— PROBLEM STATEMENT —
Only the lines from the start of the entries up to and including the line with "happens first so" should be written out, exactly as they stand.

'''

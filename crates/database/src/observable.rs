//! Observable queries: live, ordered change sets for one request.
//!
//! Subscribing registers an observer, then reads the committed snapshot and
//! delivers `Initial` on the calling thread. Registration happens first so
//! no commit can slip between the snapshot and the first update; commits at
//! or below the snapshot's sequence number are skipped by the observer.
//!
//! Each observer serializes its own deliveries with a lock that disposal
//! never takes, so a handler may dispose its own subscription.

use crate::dispatch::Registry;
use glaze_core::{map_records, Entity, Error, Record, RecordKey, Result};
use glaze_query::{Query, Request};
use glaze_reactive::{diff, ChangeSet, Changes, Subscription};
use glaze_storage::{Commit, SnapshotRead};
use parking_lot::Mutex;
use std::fmt;
use std::sync::atomic::{AtomicBool, Ordering};
use std::sync::{mpsc, Arc};
use tracing::{debug, warn};

/// Whether an observer wants further deliveries.
#[derive(Clone, Copy, Debug, PartialEq, Eq)]
pub(crate) enum Flow {
    Continue,
    Stop,
}

/// Receives commits from the dispatcher.
pub(crate) trait Observer: Send + Sync {
    fn on_commit(&self, commit: &Commit) -> Flow;
    fn on_terminate(&self, error: &Arc<Error>);
}

/// What an observable needs from the storage it reads.
pub(crate) trait Source: Send + Sync {
    /// Latest committed snapshot, or `Closed` once the store is removed.
    fn view(&self) -> Result<Arc<dyn SnapshotRead>>;
    fn registry(&self) -> &Registry;
}

type Sink<T> = Box<dyn FnMut(ChangeSet<T>) -> Flow + Send>;

struct DeliveryState<T> {
    /// Sequence number of the last evaluated snapshot.
    seq: u64,
    keys: Vec<RecordKey>,
    sink: Sink<T>,
}

struct QueryObserver<T> {
    query: Query,
    active: AtomicBool,
    state: Mutex<DeliveryState<T>>,
}

impl<T: Entity> QueryObserver<T> {
    fn new(query: Query, sink: Sink<T>) -> Self {
        Self {
            query,
            active: AtomicBool::new(true),
            state: Mutex::new(DeliveryState {
                seq: 0,
                keys: Vec::new(),
                sink,
            }),
        }
    }

    fn deactivate(&self) {
        self.active.store(false, Ordering::Release);
    }

    fn deliver(&self, state: &mut DeliveryState<T>, changes: ChangeSet<T>) -> Flow {
        if !self.active.load(Ordering::Acquire) {
            return Flow::Stop;
        }
        let terminal = changes.is_error();
        let flow = (state.sink)(changes);
        if terminal || flow == Flow::Stop {
            self.deactivate();
            return Flow::Stop;
        }
        Flow::Continue
    }

    fn fail(&self, state: &mut DeliveryState<T>, error: Arc<Error>) -> Flow {
        warn!(entity = %self.query.entity(), error = %error, "observer terminated");
        self.deliver(state, ChangeSet::Error(error))
    }

    fn deliver_initial(&self, state: &mut DeliveryState<T>, view: &dyn SnapshotRead) -> Flow {
        state.seq = view.seq();
        let records = match view.read(&self.query) {
            Ok(records) => records,
            Err(e) => return self.fail(state, Arc::new(e)),
        };
        match map_records::<T>(&records) {
            Ok(items) => {
                state.keys = records.iter().map(Record::key).collect();
                self.deliver(state, ChangeSet::Initial(items))
            }
            Err(e) => self.fail(state, Arc::new(e)),
        }
    }
}

impl<T: Entity> Observer for QueryObserver<T> {
    fn on_commit(&self, commit: &Commit) -> Flow {
        if !self.active.load(Ordering::Acquire) {
            return Flow::Stop;
        }
        let mut state = self.state.lock();
        if commit.seq <= state.seq {
            return Flow::Continue;
        }
        state.seq = commit.seq;

        let records = match commit.snapshot.read(&self.query) {
            Ok(records) => records,
            Err(e) => return self.fail(&mut state, Arc::new(e)),
        };
        let keys: Vec<RecordKey> = records.iter().map(Record::key).collect();
        let changes = diff(&state.keys, &keys);
        if changes.is_empty() {
            return Flow::Continue;
        }
        // Only inserted and modified records are mapped.
        match ChangeSet::from_diff(&changes, |i| T::from_record(&records[i])) {
            Ok(update) => {
                state.keys = keys;
                self.deliver(&mut state, update)
            }
            Err(e) => self.fail(&mut state, Arc::new(e)),
        }
    }

    fn on_terminate(&self, error: &Arc<Error>) {
        let mut state = self.state.lock();
        if self.active.load(Ordering::Acquire) {
            self.fail(&mut state, Arc::clone(error));
        }
    }
}

/// A cold, reusable query over one storage.
///
/// Nothing is registered until a subscribe call; every subscription gets
/// its own `Initial` and its own sequence of updates.
pub struct ObservableQuery<T: Entity> {
    source: Arc<dyn Source>,
    request: Request<T>,
}

impl<T: Entity> ObservableQuery<T> {
    pub(crate) fn new(source: Arc<dyn Source>, request: Request<T>) -> Self {
        Self { source, request }
    }

    #[inline]
    pub fn request(&self) -> &Request<T> {
        &self.request
    }

    /// Subscribes with a handler receiving every change set.
    ///
    /// `Initial` is delivered before this returns. Later change sets arrive
    /// on the storage's notification thread.
    pub fn subscribe<F>(&self, mut handler: F) -> Subscription
    where
        F: FnMut(ChangeSet<T>) + Send + 'static,
    {
        self.attach(Box::new(move |changes| {
            handler(changes);
            Flow::Continue
        }))
    }

    /// Subscribes on behalf of `owner`, holding it only weakly.
    ///
    /// Once the owner is dropped, delivery stops and the subscription
    /// disposes itself.
    pub fn subscribe_weak<O, F>(&self, owner: &Arc<O>, mut handler: F) -> Subscription
    where
        O: Send + Sync + 'static,
        F: FnMut(&O, ChangeSet<T>) + Send + 'static,
    {
        let owner = Arc::downgrade(owner);
        self.attach(Box::new(move |changes| match owner.upgrade() {
            Some(owner) => {
                handler(&owner, changes);
                Flow::Continue
            }
            None => Flow::Stop,
        }))
    }

    /// Returns a blocking iterator over this query's change sets.
    pub fn changes(&self) -> Changes<T> {
        let (sender, receiver) = mpsc::channel();
        let subscription = self.subscribe(move |changes| {
            // The iterator may already be gone; nothing to deliver to then.
            let _ = sender.send(changes);
        });
        Changes::new(receiver, subscription)
    }

    fn attach(&self, sink: Sink<T>) -> Subscription {
        let observer = Arc::new(QueryObserver::<T>::new(self.request.query().clone(), sink));
        let mut state = observer.state.lock();

        let erased: Arc<dyn Observer> = observer.clone();
        let entity = self.request.query().entity();
        let id = self.source.registry().lock().register(entity, &erased);
        debug!(query = id, entity = %entity, "subscribed");

        let subscription = {
            let registry = Arc::downgrade(self.source.registry());
            let observer = Arc::clone(&observer);
            Subscription::new(move || {
                observer.deactivate();
                if let Some(registry) = registry.upgrade() {
                    registry.lock().unregister(id);
                }
                debug!(query = id, "unsubscribed");
            })
        };

        let flow = match self.source.view() {
            Ok(view) => observer.deliver_initial(&mut state, view.as_ref()),
            Err(e) => observer.fail(&mut state, Arc::new(e)),
        };
        drop(state);
        if flow == Flow::Stop {
            subscription.dispose();
        }
        subscription
    }
}

impl<T: Entity> Clone for ObservableQuery<T> {
    fn clone(&self) -> Self {
        Self {
            source: Arc::clone(&self.source),
            request: self.request.clone(),
        }
    }
}

impl<T: Entity> fmt::Debug for ObservableQuery<T> {
    fn fmt(&self, f: &mut fmt::Formatter<'_>) -> fmt::Result {
        f.debug_struct("ObservableQuery")
            .field("request", &self.request)
            .finish()
    }
}
//! Change sets delivered to observers of a query.
//!
//! The first delivery is always `Initial` with the full result. Each later
//! `Update` turns the previous result into the next one when applied in
//! order: deletions (old indices, applied from highest to lowest), then
//! insertions (new indices, ascending), then modifications (new indices).

use crate::diff::IndexDiff;
use glaze_core::{Error, Result};
use std::sync::Arc;

/// One notification from an observable query.
#[derive(Clone, Debug)]
pub enum ChangeSet<T> {
    /// The full result at subscription time.
    Initial(Vec<T>),
    /// Positional changes since the previous delivery.
    Update {
        deletions: Vec<usize>,
        insertions: Vec<(usize, T)>,
        modifications: Vec<(usize, T)>,
    },
    /// Terminal failure. Nothing is delivered after it.
    Error(Arc<Error>),
}

impl<T> ChangeSet<T> {
    /// Builds an update from an index diff, resolving new-list items via `item`.
    pub fn from_diff(diff: &IndexDiff, mut item: impl FnMut(usize) -> Result<T>) -> Result<Self> {
        let insertions = diff
            .insertions
            .iter()
            .map(|&i| item(i).map(|t| (i, t)))
            .collect::<Result<Vec<_>>>()?;
        let modifications = diff
            .modifications
            .iter()
            .map(|&i| item(i).map(|t| (i, t)))
            .collect::<Result<Vec<_>>>()?;
        Ok(ChangeSet::Update {
            deletions: diff.deletions.clone(),
            insertions,
            modifications,
        })
    }

    #[inline]
    pub fn is_initial(&self) -> bool {
        matches!(self, ChangeSet::Initial(_))
    }

    #[inline]
    pub fn is_error(&self) -> bool {
        matches!(self, ChangeSet::Error(_))
    }

    pub fn error(&self) -> Option<&Arc<Error>> {
        match self {
            ChangeSet::Error(e) => Some(e),
            _ => None,
        }
    }

    /// Returns true for an update that changes nothing.
    pub fn is_empty(&self) -> bool {
        match self {
            ChangeSet::Update {
                deletions,
                insertions,
                modifications,
            } => deletions.is_empty() && insertions.is_empty() && modifications.is_empty(),
            _ => false,
        }
    }

    /// Converts every carried item.
    pub fn map<U>(self, mut f: impl FnMut(T) -> U) -> ChangeSet<U> {
        match self {
            ChangeSet::Initial(items) => ChangeSet::Initial(items.into_iter().map(f).collect()),
            ChangeSet::Update {
                deletions,
                insertions,
                modifications,
            } => ChangeSet::Update {
                deletions,
                insertions: insertions.into_iter().map(|(i, t)| (i, f(t))).collect(),
                modifications: modifications.into_iter().map(|(i, t)| (i, f(t))).collect(),
            },
            ChangeSet::Error(e) => ChangeSet::Error(e),
        }
    }
}

impl<T: Clone> ChangeSet<T> {
    /// Applies this change set to a list holding the previous result.
    ///
    /// `Error` leaves the list untouched.
    pub fn apply(&self, list: &mut Vec<T>) {
        match self {
            ChangeSet::Initial(items) => *list = items.clone(),
            ChangeSet::Update {
                deletions,
                insertions,
                modifications,
            } => {
                let mut deletions = deletions.clone();
                deletions.sort_unstable_by(|a, b| b.cmp(a));
                for i in deletions {
                    if i < list.len() {
                        list.remove(i);
                    }
                }
                let mut insertions: Vec<_> = insertions.iter().collect();
                insertions.sort_by_key(|(i, _)| *i);
                for (i, item) in insertions {
                    let at = (*i).min(list.len());
                    list.insert(at, item.clone());
                }
                for (i, item) in modifications {
                    if let Some(slot) = list.get_mut(*i) {
                        *slot = item.clone();
                    }
                }
            }
            ChangeSet::Error(_) => {}
        }
    }
}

'''

— TASK OUTPUT —
filename crates/database/src/observable.rs
//! Observable queries: live, ordered change sets for one request.
//!
//! Subscribing registers an observer, then reads the committed snapshot and
//! delivers `Initial` on the calling thread. Registration happens first so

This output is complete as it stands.